**Dataset records**
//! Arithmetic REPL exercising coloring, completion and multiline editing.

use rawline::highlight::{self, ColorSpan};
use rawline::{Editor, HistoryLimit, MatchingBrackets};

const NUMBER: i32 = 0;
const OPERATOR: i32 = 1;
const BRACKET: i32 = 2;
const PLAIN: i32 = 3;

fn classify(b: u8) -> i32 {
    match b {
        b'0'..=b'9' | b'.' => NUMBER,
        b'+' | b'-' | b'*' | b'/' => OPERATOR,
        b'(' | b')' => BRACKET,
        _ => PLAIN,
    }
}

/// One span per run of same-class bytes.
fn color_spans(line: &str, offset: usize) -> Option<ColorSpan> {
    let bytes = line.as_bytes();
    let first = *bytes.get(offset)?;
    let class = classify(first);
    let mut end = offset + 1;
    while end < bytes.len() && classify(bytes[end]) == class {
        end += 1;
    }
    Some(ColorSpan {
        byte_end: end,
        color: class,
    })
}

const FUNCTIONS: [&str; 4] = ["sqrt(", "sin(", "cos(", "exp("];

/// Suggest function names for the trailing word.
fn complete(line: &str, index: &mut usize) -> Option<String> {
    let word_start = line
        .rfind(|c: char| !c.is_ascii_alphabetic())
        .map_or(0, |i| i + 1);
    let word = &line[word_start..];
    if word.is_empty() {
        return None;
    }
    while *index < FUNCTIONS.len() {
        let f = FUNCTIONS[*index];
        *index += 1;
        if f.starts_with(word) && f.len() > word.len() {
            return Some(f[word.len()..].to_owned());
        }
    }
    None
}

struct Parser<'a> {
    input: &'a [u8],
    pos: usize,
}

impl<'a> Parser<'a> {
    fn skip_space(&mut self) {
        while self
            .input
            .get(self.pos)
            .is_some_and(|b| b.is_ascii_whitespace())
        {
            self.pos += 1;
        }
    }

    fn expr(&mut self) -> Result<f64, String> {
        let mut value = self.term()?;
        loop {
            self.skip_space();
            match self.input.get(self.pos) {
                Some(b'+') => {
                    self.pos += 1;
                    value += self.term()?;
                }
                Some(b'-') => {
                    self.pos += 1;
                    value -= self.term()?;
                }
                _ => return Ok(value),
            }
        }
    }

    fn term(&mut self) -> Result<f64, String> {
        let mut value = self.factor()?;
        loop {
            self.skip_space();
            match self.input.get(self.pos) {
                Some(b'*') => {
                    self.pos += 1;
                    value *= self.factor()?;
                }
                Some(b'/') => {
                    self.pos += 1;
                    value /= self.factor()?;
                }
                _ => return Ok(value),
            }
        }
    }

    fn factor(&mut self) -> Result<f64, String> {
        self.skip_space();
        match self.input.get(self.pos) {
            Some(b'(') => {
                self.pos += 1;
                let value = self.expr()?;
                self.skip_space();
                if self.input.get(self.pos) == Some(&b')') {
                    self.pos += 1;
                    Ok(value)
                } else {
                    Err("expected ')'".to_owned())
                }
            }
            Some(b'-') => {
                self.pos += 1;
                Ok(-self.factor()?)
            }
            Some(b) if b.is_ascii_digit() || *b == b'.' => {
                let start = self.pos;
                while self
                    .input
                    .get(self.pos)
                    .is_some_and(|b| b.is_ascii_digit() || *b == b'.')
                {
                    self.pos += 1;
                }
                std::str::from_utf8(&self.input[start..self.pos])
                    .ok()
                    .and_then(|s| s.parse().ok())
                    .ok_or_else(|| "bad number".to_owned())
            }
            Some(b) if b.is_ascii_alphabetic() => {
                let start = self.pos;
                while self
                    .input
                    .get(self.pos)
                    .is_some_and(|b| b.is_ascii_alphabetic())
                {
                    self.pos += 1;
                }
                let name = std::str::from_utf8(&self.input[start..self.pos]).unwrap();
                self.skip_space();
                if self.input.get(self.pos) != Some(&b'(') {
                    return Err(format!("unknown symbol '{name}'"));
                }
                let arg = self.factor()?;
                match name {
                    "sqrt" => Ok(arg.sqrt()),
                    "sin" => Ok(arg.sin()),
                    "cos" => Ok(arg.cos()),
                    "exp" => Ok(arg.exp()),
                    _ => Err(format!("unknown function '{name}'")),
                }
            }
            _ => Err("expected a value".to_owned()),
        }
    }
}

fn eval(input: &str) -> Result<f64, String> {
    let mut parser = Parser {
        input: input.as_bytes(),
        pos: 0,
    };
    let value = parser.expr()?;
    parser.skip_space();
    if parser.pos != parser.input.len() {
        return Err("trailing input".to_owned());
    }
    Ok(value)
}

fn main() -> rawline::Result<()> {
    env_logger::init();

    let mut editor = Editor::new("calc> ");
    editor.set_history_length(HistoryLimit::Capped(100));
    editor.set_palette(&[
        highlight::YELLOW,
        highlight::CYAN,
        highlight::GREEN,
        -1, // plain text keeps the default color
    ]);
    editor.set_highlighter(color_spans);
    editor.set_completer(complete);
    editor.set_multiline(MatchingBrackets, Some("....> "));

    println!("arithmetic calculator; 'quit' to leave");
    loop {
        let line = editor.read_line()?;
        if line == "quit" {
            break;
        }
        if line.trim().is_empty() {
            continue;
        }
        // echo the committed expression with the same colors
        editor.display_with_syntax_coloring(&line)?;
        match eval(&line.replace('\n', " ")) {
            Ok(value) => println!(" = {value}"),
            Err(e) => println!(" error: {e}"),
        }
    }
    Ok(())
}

**Instructions to follow**
Throughout the records above, find the lines in which the word "term" appears and return them.

**Answer**
        let mut value = self.term()?;
                    value += self.term()?;
                    value -= self.term()?;
    fn term(&mut self) -> Result<f64, String> {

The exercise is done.